During the 2021 men’s basketball tip-off tomorrow, the Big East will borrow an idea from the NFL’s broadcasting playbook: RedZone.
CBS and ESPN used to employ a similar tactic during early rounds of the NCAA tournaments, Big East Senior Associate Commissioner of Broadcasting Rick Gentile told FOS. But Gentile doesn’t believe whip-around coverage has ever been attempted with this many simultaneous college basketball games.
Though complex, Gentile hopes the idea will not only satisfy a common scheduling issue with televising college basketball, but also add value to the Big East basketball experience.
“It really is an opportunity to maximize the production value that we’ll use,” Gentile said. “There’s all sorts of things that we can do to make this really kind of fun.”
As fans’ viewing habits continue to change, a successful Tuesday night broadcast could serve as a blueprint for other conferences.
Putting on the Show
The original goal wasn’t so much to create innovative college basketball TV as it was to fix an operational issue, Gentile explained.
Tuesday night’s seven-game slate poses an obvious logistical barrier. A Fox executive asked if some of the games could be moved. But because most teams like to play on opening night, Gentile suggested “revisiting” RedZone-style coverage, an idea they had previously discussed.
“This jumps off the page as the perfect time to try it,” Gentile said. “[We] said, can we really pull this off? And everybody sort of said, ‘Yeah, let’s go for it.’”
The team isn’t flying blind. Gentile has previous experience doing whip-around coverage for CBS, and one of the key Fox employees worked at the NFL Network when RedZone began.
It’s not the easiest solution, though. The program, which will air on FS1, will alternate between games and a studio in Los Angeles. They’ll try to hit all seven tip-offs, visit close games, and showcase breakout player performances.
“To coordinate all of this, it’s a complicated process,” Gentile said. But “it’s been done, it can be done.”
A Successful Broadcast
A well-executed broadcast would provide “enhanced” value by dressing up an early-season non-conference slate with studio analysis, extra features, and back-and-forth.
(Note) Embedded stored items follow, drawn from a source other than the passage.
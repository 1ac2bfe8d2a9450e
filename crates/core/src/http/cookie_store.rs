//! Client-side cookie jar.
//!
//! Cookies are keyed by `(name, path)` and selected for a request by
//! RFC-style path matching, most specific path first. `Set-Cookie` lines
//! from replies are ingested as-is; a removal cookie (empty value with a
//! zero max-age or a past expiry) deletes the stored entry.

use std::fmt::{self, Debug, Formatter};

use cookie::Cookie;
use cookie::time::{Duration as CookieDuration, OffsetDateTime};
use parking_lot::Mutex;
use serde_json::{Map, Value};

struct StoredCookie {
    name: String,
    value: String,
    path: String,
    expires_at: Option<OffsetDateTime>,
}

impl StoredCookie {
    fn is_expired(&self, now: OffsetDateTime) -> bool {
        self.expires_at.is_some_and(|at| at <= now)
    }
}

/// Cookie jar attached to a client endpoint.
#[derive(Default)]
pub struct CookieStore {
    entries: Mutex<Vec<StoredCookie>>,
}

impl CookieStore {
    /// New, empty store.
    #[must_use]
    pub fn new() -> Self {
        Self::default()
    }

    /// Store a cookie. Replaces an entry with the same `(name, path)`.
    pub fn set(&self, cookie: &Cookie<'_>) {
        let now = OffsetDateTime::now_utc();
        let path = cookie.path().unwrap_or("/").to_owned();
        let expires_at = expiry_of(cookie, now);
        let removal = cookie.value().is_empty() && expires_at.is_some_and(|at| at <= now);

        let mut entries = self.entries.lock();
        entries.retain(|entry| !(entry.name == cookie.name() && entry.path == path));
        if removal {
            return;
        }
        entries.push(StoredCookie {
            name: cookie.name().to_owned(),
            value: cookie.value().to_owned(),
            path,
            expires_at,
        });
    }

    /// Convenience setter for a session cookie on `/`.
    pub fn set_value(&self, name: &str, value: &str) {
        self.set(&Cookie::new(name.to_owned(), value.to_owned()));
    }

    /// First live value of `name` on any path, most specific path first.
    #[must_use]
    pub fn get(&self, name: &str) -> Option<String> {
        let now = OffsetDateTime::now_utc();
        let entries = self.entries.lock();
        let mut candidates: Vec<&StoredCookie> = entries
            .iter()
            .filter(|entry| entry.name == name && !entry.is_expired(now))
            .collect();
        candidates.sort_by_key(|entry| std::cmp::Reverse(entry.path.len()));
        candidates.first().map(|entry| entry.value.clone())
    }

    /// Remove `name`; with `path` given, only that entry.
    pub fn clear(&self, name: &str, path: Option<&str>) {
        self.entries
            .lock()
            .retain(|entry| entry.name != name || path.is_some_and(|p| p != entry.path));
    }

    /// Drop everything.
    pub fn clear_all(&self) {
        self.entries.lock().clear();
    }

    /// Ingest `Set-Cookie` lines from a reply.
    pub fn ingest_set_cookie<'a>(&self, lines: impl IntoIterator<Item = &'a str>) {
        for line in lines {
            match Cookie::parse(line.to_owned()) {
                Ok(cookie) => self.set(&cookie),
                Err(error) => {
                    tracing::debug!(%error, line, "ignoring unparseable Set-Cookie line");
                }
            }
        }
    }

    /// Cookies applicable to `path` as a JSON object for the wire, most
    /// specific path last so it wins on name collisions at the receiver.
    #[must_use]
    pub fn cookies_for(&self, path: &str) -> Map<String, Value> {
        let now = OffsetDateTime::now_utc();
        let entries = self.entries.lock();
        let mut matching: Vec<&StoredCookie> = entries
            .iter()
            .filter(|entry| !entry.is_expired(now) && path_matches(path, &entry.path))
            .collect();
        matching.sort_by_key(|entry| entry.path.len());
        let mut map = Map::new();
        for entry in matching {
            map.insert(entry.name.clone(), Value::String(entry.value.clone()));
        }
        map
    }

    /// Number of live entries.
    #[must_use]
    pub fn len(&self) -> usize {
        let now = OffsetDateTime::now_utc();
        self.entries
            .lock()
            .iter()
            .filter(|entry| !entry.is_expired(now))
            .count()
    }

    /// Whether no live entries exist.
    #[must_use]
    pub fn is_empty(&self) -> bool {
        self.len() == 0
    }
}

impl Debug for CookieStore {
    fn fmt(&self, f: &mut Formatter<'_>) -> fmt::Result {
        f.debug_struct("CookieStore")
            .field("entries", &self.entries.lock().len())
            .finish()
    }
}

fn expiry_of(cookie: &Cookie<'_>, now: OffsetDateTime) -> Option<OffsetDateTime> {
    if let Some(max_age) = cookie.max_age() {
        return Some(if max_age <= CookieDuration::ZERO {
            now - CookieDuration::seconds(1)
        } else {
            now + max_age
        });
    }
    cookie.expires_datetime().map(Into::into)
}

/// RFC 6265 path matching: equal, or a prefix ending at a `/` boundary.
fn path_matches(request_path: &str, cookie_path: &str) -> bool {
    if cookie_path == "/" || request_path == cookie_path {
        return true;
    }
    request_path.starts_with(cookie_path)
        && (cookie_path.ends_with('/')
            || request_path.as_bytes().get(cookie_path.len()) == Some(&b'/'))
}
But a successful show first has to have good fundamentals. For example, transitions between games need to be smooth, Gentile said. They shouldn’t abruptly cut off broadcasters’ commentary.
“I think it can be more interesting to watch this seven-game, four-hour block than watching what could be noncompetitive opening night games,” he said.
The ultimate “test,” of course, will be ratings. Gentile isn’t as concerned about hard data, since opening day ratings are “generally” low no matter what.
But if the coverage can hold viewers’ attention longer than a typical game, that would be a win.
Innovation for the Future?
The Big East and Fox are hoping that what makes RedZone successful — consumers interested in the entire league — will translate to a college basketball conference.
Does a “Big East” fan exist? The conference believes so, based on the market research and focus groups it conducted when it re-formed, Gentile said. The dedicated contingent of fans who go to the Big East Tournament every year could be an example.
But he conceded: “That’s really the million-dollar question.”
The more media rights holders a conference has, the more complicated these broadcasts could be. But conferences like the Big Ten that have their own network could attempt it, Gentile said.
But for now, fans will be able to watch RedZone-style basketball at least one more time. The Big East is going to try it with women’s hoops later this year.